Most Gulf Drilling Shut Down in Advance of Isaac

Updated: August 27, 2012 | 9:43 p.m.
August 27, 2012 | 9:42 p.m.

Idling: A Chevron platform near New Orleans. (Mary Altaffer/AP)

Organizers of the Republican National Convention might consider taking a cue from the oil and natural-gas industry when it comes to responding promptly to hurricanes.

Days before news outlets began reporting on Sunday that convention organizers in Tampa would delay or scrap Monday’s planned events, oil and natural-gas companies were evacuating their workers from the Gulf of Mexico, which accounts for just under a quarter of total oil production in the United States.

“When a hurricane enters the Gulf, even a Category 1 or 2 like the storm we’re seeing today, just about the entirety of the Gulf of Mexico begins to evacuate,” said Jim Noe, senior vice president and chief compliance officer at Hercules Offshore, which operates rigs and other drilling equipment. His company started planning for the evacuation on Thursday and, by Sunday, had evacuated more than 900 people—about 90 percent of Hercules’ personnel.

His comment reflects the Interior Department’s latest numbers on how Tropical Storm Isaac—it hadn’t reached official hurricane strength as of Monday evening—is affecting the Gulf of Mexico’s oil and natural-gas industry. As of the Interior Department’s daily 2 p.m. update on Monday, 78 percent of the daily oil production in the region and 48 percent of daily natural-gas production had been halted.

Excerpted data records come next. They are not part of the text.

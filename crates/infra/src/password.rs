//! # パスワードハッシュ
//!
//! Argon2id によるパスワードのハッシュ化と検証を提供する。
//!
//! ハッシュは PHC 文字列形式（`$argon2id$v=19$m=...`）で `users.encrypted_password`
//! に保存される。

use argon2::{
    Argon2,
    Params,
    PasswordHasher as _,
    PasswordVerifier as _,
    password_hash::{PasswordHash as Argon2PasswordHash, SaltString},
};
use blog_domain::password::{PasswordHash, PasswordVerifyResult, PlainPassword};
use rand::RngCore as _;

use crate::InfraError;

/// ソルトのバイト長
const SALT_LENGTH: usize = 16;

/// パスワードのハッシュ化と検証を担当するトレイト
pub trait PasswordChecker: Send + Sync {
    /// パスワードをハッシュ化する
    ///
    /// 呼び出しごとにランダムなソルトを生成する。
    fn hash(&self, password: &PlainPassword) -> Result<PasswordHash, InfraError>;

    /// パスワードを検証する
    ///
    /// # Errors
    ///
    /// - 不正なハッシュ形式の場合
    fn verify(
        &self,
        password: &PlainPassword,
        hash: &PasswordHash,
    ) -> Result<PasswordVerifyResult, InfraError>;
}

/// Argon2id によるパスワードハッシュの実装
///
/// OWASP 推奨パラメータ（RFC 9106）を使用:
/// - Memory: 64 MB
/// - Iterations: 1
/// - Parallelism: 1
pub struct Argon2PasswordChecker {
    argon2: Argon2<'static>,
}

impl Argon2PasswordChecker {
    pub fn new() -> Self {
        let params = Params::new(
            65536, // memory (KB) = 64 MB
            1,     // iterations
            1,     // parallelism
            None,  // output length (default: 32)
        )
        .expect("Argon2 パラメータが不正です");

        Self {
            argon2: Argon2::new(argon2::Algorithm::Argon2id, argon2::Version::V0x13, params),
        }
    }
}

impl Default for Argon2PasswordChecker {
    fn default() -> Self {
        Self::new()
    }
}

impl PasswordChecker for Argon2PasswordChecker {
    fn hash(&self, password: &PlainPassword) -> Result<PasswordHash, InfraError> {
        let mut salt_bytes = [0u8; SALT_LENGTH];
        rand::rng().fill_bytes(&mut salt_bytes);
        let salt = SaltString::encode_b64(&salt_bytes)
            .map_err(|e| InfraError::unexpected(format!("ソルトの生成に失敗: {e}")))?;

        let hashed = self
            .argon2
            .hash_password(password.as_str().as_bytes(), &salt)
            .map_err(|e| InfraError::unexpected(format!("パスワードのハッシュ化に失敗: {e}")))?;

        Ok(PasswordHash::new(hashed.to_string()))
    }

    fn verify(
        &self,
        password: &PlainPassword,
        hash: &PasswordHash,
    ) -> Result<PasswordVerifyResult, InfraError> {
        let parsed = Argon2PasswordHash::new(hash.as_str())
            .map_err(|e| InfraError::unexpected(format!("不正なハッシュ形式: {e}")))?;

        let matched = self
            .argon2
            .verify_password(password.as_str().as_bytes(), &parsed)
            .is_ok();

        Ok(PasswordVerifyResult::from(matched))
    }
}

#[cfg(test)]
mod tests {
    use rstest::{fixture, rstest};

    use super::*;

    #[fixture]
    fn checker() -> Argon2PasswordChecker {
        Argon2PasswordChecker::new()
    }

    #[rstest]
    fn test_ハッシュ化したパスワードを検証できる(checker: Argon2PasswordChecker) {
        let password = PlainPassword::new("password123");

        let hash = checker.hash(&password).unwrap();
        let result = checker.verify(&password, &hash).unwrap();

        assert!(hash.as_str().starts_with("$argon2id$"));
        assert!(result.is_match());
    }

    #[rstest]
    fn test_異なるパスワードは不一致になる(checker: Argon2PasswordChecker) {
        let hash = checker.hash(&PlainPassword::new("password123")).unwrap();

        let result = checker
            .verify(&PlainPassword::new("wrongpassword"), &hash)
            .unwrap();

        assert!(result.is_mismatch());
    }

    #[rstest]
    fn test_同じパスワードでもソルトによりハッシュが異なる(checker: Argon2PasswordChecker) {
        let password = PlainPassword::new("password123");

        let first = checker.hash(&password).unwrap();
        let second = checker.hash(&password).unwrap();

        assert_ne!(first, second);
    }

    #[rstest]
    fn test_不正なハッシュ形式はエラー(checker: Argon2PasswordChecker) {
        let password = PlainPassword::new("password123");
        let invalid_hash = PasswordHash::new("not-a-valid-hash");

        let result = checker.verify(&password, &invalid_hash);

        assert!(result.is_err());
    }
}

“It’s alarming when you hear numbers like that, but whenever something moves through the central Gulf … expect it,” said Ken Medlock, a fellow in energy and resource economics at Rice University’s Baker Institute for Public Policy. Forecasts show Isaac headed through the eastern central Gulf of Mexico, where much of the drilling is focused right now. For that reason, experts predict those production numbers could fall further over the next day as more companies report their delayed drilling to the government.

Operations in the Gulf are expected to be offline for about two weeks; the work includes more than 40 percent of the country’s total petroleum-refining capacity along the Gulf Coast. Medlock says this could create a brief and minor (a nickel or dime) increase in gasoline prices. He added a key caveat: “There is always the anticipated speculative pressure, so you might see a bit of a move on that front.”

The oil and natural-gas industry’s swift decision-making in response to Isaac is due in large part to the lessons learned from its slower evacuation ahead of Hurricanes Katrina and Rita in 2005. The one-two punch devastated the oil and natural-gas infrastructure and prompted then-President Bush to tap the nation’s strategic oil reserve.

“It used to be that there was always some hesitation to abandon a well and evacuate a rig,” Noe said. “That’s a cultural change as a result of the 2005 hurricanes.”

Medlock said that the industry and government can always improve their storm response and build more-resistant infrastructure, but much of that learning comes by doing.

“We’ve learned from every storm,” Medlock said. “Industry sees what can withstand storms, and that helps them improve upon the engineering process.”